» Assigned task
Every record is to be printed exactly as it appears.

» Given records
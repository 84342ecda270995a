//! Interactive console front end.
//!
//! The menu is a state machine over [`Screen`]s. Each screen lists a command
//! enumeration whose order defines the menu numbering; its handler performs
//! the command and returns the next screen.

use crate::config::Config;
use crate::engine::{DayReport, GameOutcome, Zoo};
use crate::error::ZooError;
use crate::model::{Animal, Employee, Enclosure, Role};
use crate::species::{AnimalKind, Climate};
use anyhow::{Context, Result, bail};
use rand::Rng;
use std::fmt::{self, Display};
use std::io::{BufRead, Write};

#[derive(Debug, Clone, Copy, PartialEq, Eq)]
enum Screen {
    Main,
    Animals,
    Shop,
    Purchases,
    Enclosures,
    Staff,
}

enum Flow {
    Goto(Screen),
    End(GameOutcome),
}

#[derive(Debug, Clone, Copy)]
enum MainCommand {
    Animals,
    Purchases,
    Enclosures,
    Staff,
    NextDay,
    Exit,
}

#[derive(Debug, Clone, Copy)]
enum AnimalCommand {
    Buy,
    Sell,
    List,
    Move,
    Shop,
    Rename,
    Breed,
    Inspect,
    Treat,
    Back,
}

#[derive(Debug, Clone, Copy)]
enum ShopCommand {
    Refresh,
    Back,
}

#[derive(Debug, Clone, Copy)]
enum PurchaseCommand {
    Food,
    Advertisement,
    Back,
}

#[derive(Debug, Clone, Copy)]
enum EnclosureCommand {
    Build,
    BuildBreeding,
    Upgrade,
    Sell,
    Inspect,
    Back,
}

#[derive(Debug, Clone, Copy)]
enum StaffCommand {
    Hire,
    List,
    Fire,
    Back,
}

impl MainCommand {
    const ALL: [Self; 6] = [
        Self::Animals,
        Self::Purchases,
        Self::Enclosures,
        Self::Staff,
        Self::NextDay,
        Self::Exit,
    ];
}

impl AnimalCommand {
    const ALL: [Self; 10] = [
        Self::Buy,
        Self::Sell,
        Self::List,
        Self::Move,
        Self::Shop,
        Self::Rename,
        Self::Breed,
        Self::Inspect,
        Self::Treat,
        Self::Back,
    ];
}

impl ShopCommand {
    const ALL: [Self; 2] = [Self::Refresh, Self::Back];
}

impl PurchaseCommand {
    const ALL: [Self; 3] = [Self::Food, Self::Advertisement, Self::Back];
}

impl EnclosureCommand {
    const ALL: [Self; 6] = [
        Self::Build,
        Self::BuildBreeding,
        Self::Upgrade,
        Self::Sell,
        Self::Inspect,
        Self::Back,
    ];
}

impl StaffCommand {
    const ALL: [Self; 4] = [Self::Hire, Self::List, Self::Fire, Self::Back];
}

/// Line-based prompt/answer channel.
struct Console<I, O> {
    input: I,
    output: O,
}

impl<I: BufRead, O: Write> Console<I, O> {
    fn read_line(&mut self, prompt: &str) -> Result<String> {
        write!(self.output, "{prompt}")?;
        self.output.flush()?;

        let mut line = String::new();
        let n_bytes = self
            .input
            .read_line(&mut line)
            .context("failed to read input")?;
        if n_bytes == 0 {
            bail!("input closed");
        }
        Ok(line.trim().to_string())
    }

    /// Read an integer, asking again until the answer parses.
    fn read_int(&mut self, prompt: &str) -> Result<i64> {
        loop {
            let line = self.read_line(prompt)?;
            match line.parse() {
                Ok(num) => return Ok(num),
                Err(_) => writeln!(self.output, "Please enter a number.")?,
            }
        }
    }

    /// Read a one-based item number and return the zero-based index.
    fn read_index(&mut self, prompt: &str) -> Result<usize> {
        loop {
            let num = self.read_int(prompt)?;
            match usize::try_from(num).ok().and_then(|num| num.checked_sub(1)) {
                Some(index) => return Ok(index),
                None => writeln!(self.output, "Please enter a number of 1 or more.")?,
            }
        }
    }

    /// Show a numbered list and return the chosen item.
    fn pick<T: Display + Copy>(&mut self, title: &str, items: &[T]) -> Result<T> {
        writeln!(self.output, "{title}")?;
        for (i, item) in items.iter().enumerate() {
            writeln!(self.output, "{}. {item}", i + 1)?;
        }
        loop {
            let num = self.read_int("> ")?;
            let chosen = usize::try_from(num)
                .ok()
                .and_then(|num| num.checked_sub(1))
                .and_then(|idx| items.get(idx));
            match chosen {
                Some(item) => return Ok(*item),
                None => writeln!(
                    self.output,
                    "Choose a number between 1 and {}.",
                    items.len()
                )?,
            }
        }
    }

    fn confirm(&mut self, question: &str) -> Result<bool> {
        let answer = self.read_int(&format!("{question} (1 - yes, 2 - no): "))?;
        Ok(answer == 1)
    }
}

/// Interactive session driving one [`Zoo`].
pub struct Menu<I, O, R> {
    console: Console<I, O>,
    zoo: Zoo,
    rng: R,
}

» Task response
repository 84342ecda270995a
//! Interactive console front end.
//!
//! The menu is a state machine over [`Screen`]s. Each screen lists a command
//! enumeration whose order defines the menu numbering; its handler performs
//! the command and returns the next screen.

use crate::config::Config;
use crate::engine::{DayReport, GameOutcome, Zoo};
use crate::error::ZooError;
use crate::model::{Animal, Employee, Enclosure, Role};
use crate::species::{AnimalKind, Climate};
use anyhow::{Context, Result, bail};
use rand::Rng;
use std::fmt::{self, Display};
use std::io::{BufRead, Write};

#[derive(Debug, Clone, Copy, PartialEq, Eq)]
enum Screen {
    Main,
    Animals,
    Shop,
    Purchases,
    Enclosures,
    Staff,
}

enum Flow {
    Goto(Screen),
    End(GameOutcome),
}

#[derive(Debug, Clone, Copy)]
enum MainCommand {
    Animals,
    Purchases,
    Enclosures,
    Staff,
    NextDay,
    Exit,
}

#[derive(Debug, Clone, Copy)]
enum AnimalCommand {
    Buy,
    Sell,
    List,
    Move,
    Shop,
    Rename,
    Breed,
    Inspect,
    Treat,
    Back,
}

#[derive(Debug, Clone, Copy)]
enum ShopCommand {
    Refresh,
    Back,
}

#[derive(Debug, Clone, Copy)]
enum PurchaseCommand {
    Food,
    Advertisement,
    Back,
}

#[derive(Debug, Clone, Copy)]
enum EnclosureCommand {
    Build,
    BuildBreeding,
    Upgrade,
    Sell,
    Inspect,
    Back,
}

#[derive(Debug, Clone, Copy)]
enum StaffCommand {
    Hire,
    List,
    Fire,
    Back,
}

impl MainCommand {
    const ALL: [Self; 6] = [
        Self::Animals,
        Self::Purchases,
        Self::Enclosures,
        Self::Staff,
        Self::NextDay,
        Self::Exit,
    ];
}

impl AnimalCommand {
    const ALL: [Self; 10] = [
        Self::Buy,
        Self::Sell,
        Self::List,
        Self::Move,
        Self::Shop,
        Self::Rename,
        Self::Breed,
        Self::Inspect,
        Self::Treat,
        Self::Back,
    ];
}

impl ShopCommand {
    const ALL: [Self; 2] = [Self::Refresh, Self::Back];
}

impl PurchaseCommand {
    const ALL: [Self; 3] = [Self::Food, Self::Advertisement, Self::Back];
}

impl EnclosureCommand {
    const ALL: [Self; 6] = [
        Self::Build,
        Self::BuildBreeding,
        Self::Upgrade,
        Self::Sell,
        Self::Inspect,
        Self::Back,
    ];
}

impl StaffCommand {
    const ALL: [Self; 4] = [Self::Hire, Self::List, Self::Fire, Self::Back];
}

/// Line-based prompt/answer channel.
struct Console<I, O> {
    input: I,
    output: O,
}

impl<I: BufRead, O: Write> Console<I, O> {
    fn read_line(&mut self, prompt: &str) -> Result<String> {
        write!(self.output, "{prompt}")?;
        self.output.flush()?;

        let mut line = String::new();
        let n_bytes = self
            .input
            .read_line(&mut line)
            .context("failed to read input")?;
        if n_bytes == 0 {
            bail!("input closed");
        }
        Ok(line.trim().to_string())
    }

    /// Read an integer, asking again until the answer parses.
    fn read_int(&mut self, prompt: &str) -> Result<i64> {
        loop {
            let line = self.read_line(prompt)?;
            match line.parse() {
                Ok(num) => return Ok(num),
                Err(_) => writeln!(self.output, "Please enter a number.")?,
            }
        }
    }

    /// Read a one-based item number and return the zero-based index.
    fn read_index(&mut self, prompt: &str) -> Result<usize> {
        loop {
            let num = self.read_int(prompt)?;
            match usize::try_from(num).ok().and_then(|num| num.checked_sub(1)) {
                Some(index) => return Ok(index),
                None => writeln!(self.output, "Please enter a number of 1 or more.")?,
            }
        }
    }

    /// Show a numbered list and return the chosen item.
    fn pick<T: Display + Copy>(&mut self, title: &str, items: &[T]) -> Result<T> {
        writeln!(self.output, "{title}")?;
        for (i, item) in items.iter().enumerate() {
            writeln!(self.output, "{}. {item}", i + 1)?;
        }
        loop {
            let num = self.read_int("> ")?;
            let chosen = usize::try_from(num)
                .ok()
                .and_then(|num| num.checked_sub(1))
                .and_then(|idx| items.get(idx));
            match chosen {
                Some(item) => return Ok(*item),
                None => writeln!(
                    self.output,
                    "Choose a number between 1 and {}.",
                    items.len()
                )?,
            }
        }
    }

    fn confirm(&mut self, question: &str) -> Result<bool> {
        let answer = self.read_int(&format!("{question} (1 - yes, 2 - no): "))?;
        Ok(answer == 1)
    }
}

/// Interactive session driving one [`Zoo`].
pub struct Menu<I, O, R> {
    console: Console<I, O>,
    zoo: Zoo,
    rng: R,
}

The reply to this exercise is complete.